**REQUIRED ACTION**
When the word "input" shows up in a line of the data below, copy that whole line.

**PROVIDED RECORDS**
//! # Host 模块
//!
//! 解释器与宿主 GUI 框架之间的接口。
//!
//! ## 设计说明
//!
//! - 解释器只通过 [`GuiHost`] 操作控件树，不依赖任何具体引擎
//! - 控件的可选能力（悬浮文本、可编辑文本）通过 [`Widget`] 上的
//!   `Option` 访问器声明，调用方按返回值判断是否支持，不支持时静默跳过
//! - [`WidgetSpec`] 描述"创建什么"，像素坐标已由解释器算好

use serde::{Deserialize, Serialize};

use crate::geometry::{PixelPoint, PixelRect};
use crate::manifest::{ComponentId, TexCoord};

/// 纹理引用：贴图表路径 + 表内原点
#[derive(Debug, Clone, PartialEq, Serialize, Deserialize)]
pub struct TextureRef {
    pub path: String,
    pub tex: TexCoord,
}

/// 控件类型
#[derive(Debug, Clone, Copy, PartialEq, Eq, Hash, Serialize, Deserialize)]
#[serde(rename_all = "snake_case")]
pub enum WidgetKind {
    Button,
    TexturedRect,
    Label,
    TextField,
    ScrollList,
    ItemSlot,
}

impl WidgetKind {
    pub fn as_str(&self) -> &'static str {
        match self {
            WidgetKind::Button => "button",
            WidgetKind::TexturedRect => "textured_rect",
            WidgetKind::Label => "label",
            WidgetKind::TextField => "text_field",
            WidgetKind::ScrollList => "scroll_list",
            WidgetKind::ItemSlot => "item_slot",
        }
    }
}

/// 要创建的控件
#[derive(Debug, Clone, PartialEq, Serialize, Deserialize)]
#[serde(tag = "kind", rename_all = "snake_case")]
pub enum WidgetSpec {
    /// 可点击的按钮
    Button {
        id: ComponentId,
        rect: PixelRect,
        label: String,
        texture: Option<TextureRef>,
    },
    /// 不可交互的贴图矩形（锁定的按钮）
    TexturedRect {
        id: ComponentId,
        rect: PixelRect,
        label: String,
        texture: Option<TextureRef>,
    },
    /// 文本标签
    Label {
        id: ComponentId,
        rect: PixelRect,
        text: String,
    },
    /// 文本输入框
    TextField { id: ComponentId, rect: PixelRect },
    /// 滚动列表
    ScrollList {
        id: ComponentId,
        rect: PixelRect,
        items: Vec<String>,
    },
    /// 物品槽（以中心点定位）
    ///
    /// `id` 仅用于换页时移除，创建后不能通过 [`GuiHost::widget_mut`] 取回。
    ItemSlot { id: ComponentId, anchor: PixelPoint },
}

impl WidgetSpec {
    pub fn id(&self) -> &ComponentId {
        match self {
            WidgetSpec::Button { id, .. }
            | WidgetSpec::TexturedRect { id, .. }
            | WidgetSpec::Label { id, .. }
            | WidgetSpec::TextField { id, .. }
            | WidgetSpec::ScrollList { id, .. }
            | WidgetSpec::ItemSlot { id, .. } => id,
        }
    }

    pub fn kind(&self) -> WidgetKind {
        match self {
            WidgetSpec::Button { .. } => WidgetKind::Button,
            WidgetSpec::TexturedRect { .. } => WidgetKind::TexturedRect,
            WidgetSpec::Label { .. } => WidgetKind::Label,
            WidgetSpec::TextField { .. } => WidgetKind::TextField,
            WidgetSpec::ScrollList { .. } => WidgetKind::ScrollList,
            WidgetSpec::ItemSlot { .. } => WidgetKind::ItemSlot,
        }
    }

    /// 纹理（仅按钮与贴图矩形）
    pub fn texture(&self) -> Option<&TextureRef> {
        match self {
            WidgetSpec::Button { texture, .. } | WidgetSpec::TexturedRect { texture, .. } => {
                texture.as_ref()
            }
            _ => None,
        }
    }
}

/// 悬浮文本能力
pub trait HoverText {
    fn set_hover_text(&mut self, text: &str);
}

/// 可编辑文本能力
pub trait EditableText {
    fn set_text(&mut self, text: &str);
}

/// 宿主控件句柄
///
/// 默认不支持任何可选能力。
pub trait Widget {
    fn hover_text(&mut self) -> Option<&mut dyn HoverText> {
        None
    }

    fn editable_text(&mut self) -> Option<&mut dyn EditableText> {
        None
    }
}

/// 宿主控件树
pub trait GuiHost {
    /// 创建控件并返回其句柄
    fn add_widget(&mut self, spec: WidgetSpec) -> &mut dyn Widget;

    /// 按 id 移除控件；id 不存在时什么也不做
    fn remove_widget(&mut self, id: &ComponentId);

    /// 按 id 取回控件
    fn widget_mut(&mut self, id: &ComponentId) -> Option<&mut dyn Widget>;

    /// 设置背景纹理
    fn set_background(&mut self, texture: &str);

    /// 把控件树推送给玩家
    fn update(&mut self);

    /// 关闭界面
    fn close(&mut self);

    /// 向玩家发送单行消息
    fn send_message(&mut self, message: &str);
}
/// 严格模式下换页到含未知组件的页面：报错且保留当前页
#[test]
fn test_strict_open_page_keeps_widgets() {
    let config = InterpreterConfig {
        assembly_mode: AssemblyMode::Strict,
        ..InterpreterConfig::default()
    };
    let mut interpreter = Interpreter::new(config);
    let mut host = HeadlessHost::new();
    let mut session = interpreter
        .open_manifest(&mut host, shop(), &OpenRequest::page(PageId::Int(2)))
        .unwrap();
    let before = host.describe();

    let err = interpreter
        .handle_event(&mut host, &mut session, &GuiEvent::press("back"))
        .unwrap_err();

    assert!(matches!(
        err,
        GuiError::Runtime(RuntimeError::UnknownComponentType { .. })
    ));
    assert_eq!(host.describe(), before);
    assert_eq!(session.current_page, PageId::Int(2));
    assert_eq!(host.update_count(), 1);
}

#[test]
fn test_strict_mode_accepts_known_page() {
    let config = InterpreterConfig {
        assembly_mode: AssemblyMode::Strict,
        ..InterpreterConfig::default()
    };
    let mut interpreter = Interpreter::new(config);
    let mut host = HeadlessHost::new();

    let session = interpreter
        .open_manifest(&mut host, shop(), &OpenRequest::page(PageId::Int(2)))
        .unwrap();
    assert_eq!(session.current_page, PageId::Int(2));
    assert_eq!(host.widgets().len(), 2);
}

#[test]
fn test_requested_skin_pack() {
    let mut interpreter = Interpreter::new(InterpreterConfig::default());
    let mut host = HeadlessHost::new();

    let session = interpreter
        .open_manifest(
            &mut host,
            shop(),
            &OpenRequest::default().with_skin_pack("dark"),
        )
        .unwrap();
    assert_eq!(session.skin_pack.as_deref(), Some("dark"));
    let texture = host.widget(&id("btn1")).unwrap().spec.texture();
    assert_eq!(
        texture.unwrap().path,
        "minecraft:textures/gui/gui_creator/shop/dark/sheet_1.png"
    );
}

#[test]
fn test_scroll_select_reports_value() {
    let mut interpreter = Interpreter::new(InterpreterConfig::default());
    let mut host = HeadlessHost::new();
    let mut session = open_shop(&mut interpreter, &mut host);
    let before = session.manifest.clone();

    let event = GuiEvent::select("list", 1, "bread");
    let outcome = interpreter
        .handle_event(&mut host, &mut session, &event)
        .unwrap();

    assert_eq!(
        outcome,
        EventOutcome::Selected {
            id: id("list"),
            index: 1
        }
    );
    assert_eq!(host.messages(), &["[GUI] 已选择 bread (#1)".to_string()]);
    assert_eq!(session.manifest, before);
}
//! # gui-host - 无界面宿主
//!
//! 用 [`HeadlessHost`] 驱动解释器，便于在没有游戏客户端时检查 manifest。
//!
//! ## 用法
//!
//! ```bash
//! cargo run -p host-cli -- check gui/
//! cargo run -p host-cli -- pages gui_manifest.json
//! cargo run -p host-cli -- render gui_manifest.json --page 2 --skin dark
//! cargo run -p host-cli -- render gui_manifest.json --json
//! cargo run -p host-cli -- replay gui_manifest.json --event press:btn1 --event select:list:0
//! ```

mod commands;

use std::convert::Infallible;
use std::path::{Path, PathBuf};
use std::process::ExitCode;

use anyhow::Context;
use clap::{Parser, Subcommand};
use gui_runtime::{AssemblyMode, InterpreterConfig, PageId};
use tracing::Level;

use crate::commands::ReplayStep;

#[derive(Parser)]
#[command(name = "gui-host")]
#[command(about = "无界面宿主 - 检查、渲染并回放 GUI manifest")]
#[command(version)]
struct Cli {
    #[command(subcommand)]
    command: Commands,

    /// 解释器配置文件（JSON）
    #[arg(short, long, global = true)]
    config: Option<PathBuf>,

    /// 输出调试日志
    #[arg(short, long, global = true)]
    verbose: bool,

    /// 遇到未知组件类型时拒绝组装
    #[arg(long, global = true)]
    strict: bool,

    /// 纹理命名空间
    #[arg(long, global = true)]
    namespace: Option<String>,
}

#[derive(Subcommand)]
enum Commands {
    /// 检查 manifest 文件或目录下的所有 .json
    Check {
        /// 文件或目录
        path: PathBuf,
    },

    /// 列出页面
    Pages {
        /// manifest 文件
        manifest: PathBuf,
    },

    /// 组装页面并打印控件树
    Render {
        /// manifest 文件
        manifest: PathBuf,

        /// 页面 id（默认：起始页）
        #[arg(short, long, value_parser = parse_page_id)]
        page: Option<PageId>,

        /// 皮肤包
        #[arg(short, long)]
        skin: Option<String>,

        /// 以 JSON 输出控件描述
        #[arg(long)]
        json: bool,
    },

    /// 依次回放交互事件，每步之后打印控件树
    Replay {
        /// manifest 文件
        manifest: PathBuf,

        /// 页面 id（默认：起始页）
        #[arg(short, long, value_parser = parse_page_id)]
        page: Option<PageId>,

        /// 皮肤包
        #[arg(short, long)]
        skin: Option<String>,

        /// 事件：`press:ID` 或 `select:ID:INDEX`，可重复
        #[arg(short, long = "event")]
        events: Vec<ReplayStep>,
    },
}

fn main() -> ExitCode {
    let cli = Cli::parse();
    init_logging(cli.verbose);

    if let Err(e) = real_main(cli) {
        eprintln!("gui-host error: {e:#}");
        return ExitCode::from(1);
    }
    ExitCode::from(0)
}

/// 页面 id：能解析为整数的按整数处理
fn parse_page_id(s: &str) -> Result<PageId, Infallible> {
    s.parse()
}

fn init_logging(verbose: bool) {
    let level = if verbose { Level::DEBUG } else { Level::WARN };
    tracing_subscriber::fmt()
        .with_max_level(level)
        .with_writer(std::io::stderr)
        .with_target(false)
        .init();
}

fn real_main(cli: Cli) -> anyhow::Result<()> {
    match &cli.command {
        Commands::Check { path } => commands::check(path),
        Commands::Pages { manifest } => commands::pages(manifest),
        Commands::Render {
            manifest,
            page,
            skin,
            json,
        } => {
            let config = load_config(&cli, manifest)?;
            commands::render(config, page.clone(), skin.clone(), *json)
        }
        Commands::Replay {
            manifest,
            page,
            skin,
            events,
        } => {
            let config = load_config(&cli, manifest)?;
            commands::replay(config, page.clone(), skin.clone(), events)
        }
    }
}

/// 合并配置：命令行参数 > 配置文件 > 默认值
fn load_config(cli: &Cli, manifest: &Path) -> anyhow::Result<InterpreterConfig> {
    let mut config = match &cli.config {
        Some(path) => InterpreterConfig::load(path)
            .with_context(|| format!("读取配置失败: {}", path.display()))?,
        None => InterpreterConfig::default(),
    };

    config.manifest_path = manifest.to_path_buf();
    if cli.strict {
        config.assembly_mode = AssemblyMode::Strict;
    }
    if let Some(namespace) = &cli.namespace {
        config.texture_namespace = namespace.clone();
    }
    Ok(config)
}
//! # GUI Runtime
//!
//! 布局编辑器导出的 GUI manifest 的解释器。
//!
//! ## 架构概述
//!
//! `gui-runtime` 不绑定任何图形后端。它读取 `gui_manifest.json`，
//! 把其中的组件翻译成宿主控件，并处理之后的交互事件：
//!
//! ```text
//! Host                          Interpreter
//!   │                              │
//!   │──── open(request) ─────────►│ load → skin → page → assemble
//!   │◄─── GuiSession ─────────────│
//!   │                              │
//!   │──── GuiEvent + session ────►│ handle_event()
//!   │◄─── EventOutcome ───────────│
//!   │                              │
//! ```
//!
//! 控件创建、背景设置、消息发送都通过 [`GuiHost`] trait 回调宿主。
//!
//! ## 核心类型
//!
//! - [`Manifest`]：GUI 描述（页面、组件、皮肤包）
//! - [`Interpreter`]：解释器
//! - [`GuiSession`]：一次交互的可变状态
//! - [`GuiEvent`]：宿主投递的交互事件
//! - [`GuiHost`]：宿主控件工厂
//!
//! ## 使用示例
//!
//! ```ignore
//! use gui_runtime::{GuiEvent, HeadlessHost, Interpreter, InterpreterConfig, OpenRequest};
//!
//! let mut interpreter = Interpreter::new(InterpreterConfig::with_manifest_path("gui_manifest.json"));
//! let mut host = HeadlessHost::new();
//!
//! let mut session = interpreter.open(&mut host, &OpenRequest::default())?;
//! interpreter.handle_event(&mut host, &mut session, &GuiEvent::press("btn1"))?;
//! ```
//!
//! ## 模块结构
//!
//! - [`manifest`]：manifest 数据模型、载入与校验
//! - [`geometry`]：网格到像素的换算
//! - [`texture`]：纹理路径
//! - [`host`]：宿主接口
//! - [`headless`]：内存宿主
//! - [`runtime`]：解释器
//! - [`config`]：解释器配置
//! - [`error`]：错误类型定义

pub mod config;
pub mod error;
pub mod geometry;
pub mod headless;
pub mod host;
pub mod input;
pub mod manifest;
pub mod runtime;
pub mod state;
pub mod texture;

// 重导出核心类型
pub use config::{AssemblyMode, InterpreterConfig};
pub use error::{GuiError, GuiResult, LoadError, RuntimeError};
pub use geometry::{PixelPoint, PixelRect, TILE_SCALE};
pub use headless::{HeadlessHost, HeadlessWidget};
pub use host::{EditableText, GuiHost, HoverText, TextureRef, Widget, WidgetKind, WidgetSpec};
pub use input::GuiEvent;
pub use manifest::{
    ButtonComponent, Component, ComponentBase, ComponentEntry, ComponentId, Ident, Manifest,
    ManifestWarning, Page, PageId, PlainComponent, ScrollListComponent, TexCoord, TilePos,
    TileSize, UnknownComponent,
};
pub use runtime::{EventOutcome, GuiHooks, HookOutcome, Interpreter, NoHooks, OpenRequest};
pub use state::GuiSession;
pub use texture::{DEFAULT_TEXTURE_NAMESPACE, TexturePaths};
...
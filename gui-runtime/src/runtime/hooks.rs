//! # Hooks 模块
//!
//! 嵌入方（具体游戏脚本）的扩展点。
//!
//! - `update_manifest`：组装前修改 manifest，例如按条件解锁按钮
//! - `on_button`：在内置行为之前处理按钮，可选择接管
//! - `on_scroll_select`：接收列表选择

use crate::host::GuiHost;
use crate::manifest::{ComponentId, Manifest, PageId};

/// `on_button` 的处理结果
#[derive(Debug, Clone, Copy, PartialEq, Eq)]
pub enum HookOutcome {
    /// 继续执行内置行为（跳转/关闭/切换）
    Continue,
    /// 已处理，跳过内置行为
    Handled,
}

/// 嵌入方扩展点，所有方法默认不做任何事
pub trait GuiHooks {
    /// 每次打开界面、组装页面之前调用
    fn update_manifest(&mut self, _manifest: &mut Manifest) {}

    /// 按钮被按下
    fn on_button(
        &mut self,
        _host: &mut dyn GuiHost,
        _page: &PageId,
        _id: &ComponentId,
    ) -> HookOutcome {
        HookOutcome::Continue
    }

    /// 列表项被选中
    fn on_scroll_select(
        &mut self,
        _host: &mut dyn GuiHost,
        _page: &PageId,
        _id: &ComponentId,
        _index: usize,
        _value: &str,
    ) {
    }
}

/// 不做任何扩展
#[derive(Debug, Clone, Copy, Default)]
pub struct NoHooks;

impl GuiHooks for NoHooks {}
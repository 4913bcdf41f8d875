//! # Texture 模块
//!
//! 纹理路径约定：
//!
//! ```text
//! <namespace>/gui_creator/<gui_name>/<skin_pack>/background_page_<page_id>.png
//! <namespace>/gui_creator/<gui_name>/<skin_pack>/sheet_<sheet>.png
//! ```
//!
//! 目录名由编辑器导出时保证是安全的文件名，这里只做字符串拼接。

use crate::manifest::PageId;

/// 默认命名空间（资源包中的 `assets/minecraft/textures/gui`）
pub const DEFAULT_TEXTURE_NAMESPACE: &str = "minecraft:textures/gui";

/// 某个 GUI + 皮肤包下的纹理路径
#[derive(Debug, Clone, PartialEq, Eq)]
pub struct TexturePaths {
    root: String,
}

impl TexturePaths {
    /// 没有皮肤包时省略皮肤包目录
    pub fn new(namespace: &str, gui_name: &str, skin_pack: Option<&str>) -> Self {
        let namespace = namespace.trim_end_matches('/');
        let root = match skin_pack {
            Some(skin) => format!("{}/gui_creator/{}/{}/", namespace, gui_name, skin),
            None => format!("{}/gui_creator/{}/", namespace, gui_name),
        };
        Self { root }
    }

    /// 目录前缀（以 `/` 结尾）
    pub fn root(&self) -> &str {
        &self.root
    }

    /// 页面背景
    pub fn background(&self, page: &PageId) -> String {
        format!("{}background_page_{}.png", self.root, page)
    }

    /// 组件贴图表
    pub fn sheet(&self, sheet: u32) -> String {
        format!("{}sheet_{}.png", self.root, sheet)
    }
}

**WRITTEN SOLUTION**
pub mod input;
pub use input::GuiEvent;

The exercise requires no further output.